# Work order
Stop after the line that contains "to load config"; until then, restate each line of the entries word for word from the very first.

# Given records

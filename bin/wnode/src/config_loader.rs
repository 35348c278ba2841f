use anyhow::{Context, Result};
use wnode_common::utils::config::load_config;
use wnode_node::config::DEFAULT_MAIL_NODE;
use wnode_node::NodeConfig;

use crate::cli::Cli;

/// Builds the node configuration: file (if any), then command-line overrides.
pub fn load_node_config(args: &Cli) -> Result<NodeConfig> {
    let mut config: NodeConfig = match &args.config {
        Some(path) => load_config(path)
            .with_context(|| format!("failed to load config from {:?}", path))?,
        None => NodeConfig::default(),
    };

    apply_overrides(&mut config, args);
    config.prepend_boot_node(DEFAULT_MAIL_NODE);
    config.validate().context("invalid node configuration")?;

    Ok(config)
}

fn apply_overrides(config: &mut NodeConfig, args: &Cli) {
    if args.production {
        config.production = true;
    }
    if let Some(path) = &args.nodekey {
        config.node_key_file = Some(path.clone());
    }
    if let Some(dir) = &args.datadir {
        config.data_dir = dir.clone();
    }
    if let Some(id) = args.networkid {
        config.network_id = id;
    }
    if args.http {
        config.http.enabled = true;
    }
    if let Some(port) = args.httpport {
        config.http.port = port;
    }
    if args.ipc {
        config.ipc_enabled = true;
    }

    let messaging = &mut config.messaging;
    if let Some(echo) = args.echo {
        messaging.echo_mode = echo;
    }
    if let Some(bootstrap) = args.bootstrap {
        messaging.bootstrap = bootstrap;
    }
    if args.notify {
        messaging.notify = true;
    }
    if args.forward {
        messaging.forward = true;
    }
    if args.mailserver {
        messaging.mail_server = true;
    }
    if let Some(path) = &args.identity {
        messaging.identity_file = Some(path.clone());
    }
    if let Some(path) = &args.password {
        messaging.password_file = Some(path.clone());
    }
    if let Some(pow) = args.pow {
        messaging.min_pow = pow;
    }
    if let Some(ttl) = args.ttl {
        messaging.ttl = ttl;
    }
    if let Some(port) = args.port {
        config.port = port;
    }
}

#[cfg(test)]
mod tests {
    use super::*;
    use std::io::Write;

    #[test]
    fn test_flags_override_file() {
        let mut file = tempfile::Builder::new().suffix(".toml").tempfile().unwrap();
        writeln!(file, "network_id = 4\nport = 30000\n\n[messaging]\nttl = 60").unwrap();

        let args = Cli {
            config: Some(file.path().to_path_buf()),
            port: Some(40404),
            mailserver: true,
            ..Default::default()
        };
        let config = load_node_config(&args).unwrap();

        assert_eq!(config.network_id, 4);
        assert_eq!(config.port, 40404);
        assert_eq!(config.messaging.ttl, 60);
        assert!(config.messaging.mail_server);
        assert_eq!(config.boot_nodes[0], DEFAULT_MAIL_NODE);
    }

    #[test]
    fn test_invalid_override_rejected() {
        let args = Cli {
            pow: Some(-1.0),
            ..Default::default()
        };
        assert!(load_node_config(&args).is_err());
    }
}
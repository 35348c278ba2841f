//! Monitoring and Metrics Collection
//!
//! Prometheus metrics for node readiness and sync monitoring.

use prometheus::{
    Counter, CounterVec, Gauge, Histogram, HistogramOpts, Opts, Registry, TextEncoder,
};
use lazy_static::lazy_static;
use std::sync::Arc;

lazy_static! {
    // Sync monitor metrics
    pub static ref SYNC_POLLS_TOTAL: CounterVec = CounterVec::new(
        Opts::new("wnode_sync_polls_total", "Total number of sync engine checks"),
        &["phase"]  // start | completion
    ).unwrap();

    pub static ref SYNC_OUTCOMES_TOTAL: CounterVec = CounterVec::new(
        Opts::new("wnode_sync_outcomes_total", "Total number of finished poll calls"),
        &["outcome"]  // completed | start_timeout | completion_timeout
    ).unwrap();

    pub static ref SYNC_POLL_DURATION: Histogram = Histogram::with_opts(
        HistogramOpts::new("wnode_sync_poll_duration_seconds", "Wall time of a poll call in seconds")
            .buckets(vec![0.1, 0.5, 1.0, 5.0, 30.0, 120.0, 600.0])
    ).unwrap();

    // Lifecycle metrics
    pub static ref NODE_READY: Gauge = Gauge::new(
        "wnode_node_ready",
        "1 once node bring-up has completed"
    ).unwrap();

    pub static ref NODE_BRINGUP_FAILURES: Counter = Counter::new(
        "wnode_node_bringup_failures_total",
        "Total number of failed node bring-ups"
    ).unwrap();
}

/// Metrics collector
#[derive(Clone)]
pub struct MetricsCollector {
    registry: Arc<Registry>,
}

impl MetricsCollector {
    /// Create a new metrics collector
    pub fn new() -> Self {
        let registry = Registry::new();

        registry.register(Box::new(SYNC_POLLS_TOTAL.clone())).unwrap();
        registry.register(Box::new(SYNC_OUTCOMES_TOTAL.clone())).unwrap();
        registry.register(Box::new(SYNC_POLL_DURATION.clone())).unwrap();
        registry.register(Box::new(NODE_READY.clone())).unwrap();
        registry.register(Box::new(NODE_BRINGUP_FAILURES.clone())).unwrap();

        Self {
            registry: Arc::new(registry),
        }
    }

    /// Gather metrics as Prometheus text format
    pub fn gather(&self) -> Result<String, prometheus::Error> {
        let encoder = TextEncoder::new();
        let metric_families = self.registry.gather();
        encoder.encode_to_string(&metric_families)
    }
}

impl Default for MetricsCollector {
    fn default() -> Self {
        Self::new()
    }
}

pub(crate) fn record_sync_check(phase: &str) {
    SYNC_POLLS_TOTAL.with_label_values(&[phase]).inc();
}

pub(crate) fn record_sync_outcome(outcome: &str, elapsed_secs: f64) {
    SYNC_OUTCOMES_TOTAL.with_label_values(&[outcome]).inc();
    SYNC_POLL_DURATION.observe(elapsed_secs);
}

# Written response
filename bin/wnode/src/config_loader.rs
repository 35348c278ba2841f
use anyhow::{Context, Result};
use wnode_common::utils::config::load_config;
use wnode_node::config::DEFAULT_MAIL_NODE;
use wnode_node::NodeConfig;

use crate::cli::Cli;

/// Builds the node configuration: file (if any), then command-line overrides.
pub fn load_node_config(args: &Cli) -> Result<NodeConfig> {
    let mut config: NodeConfig = match &args.config {
        Some(path) => load_config(path)
            .with_context(|| format!("failed to load config from {:?}", path))?,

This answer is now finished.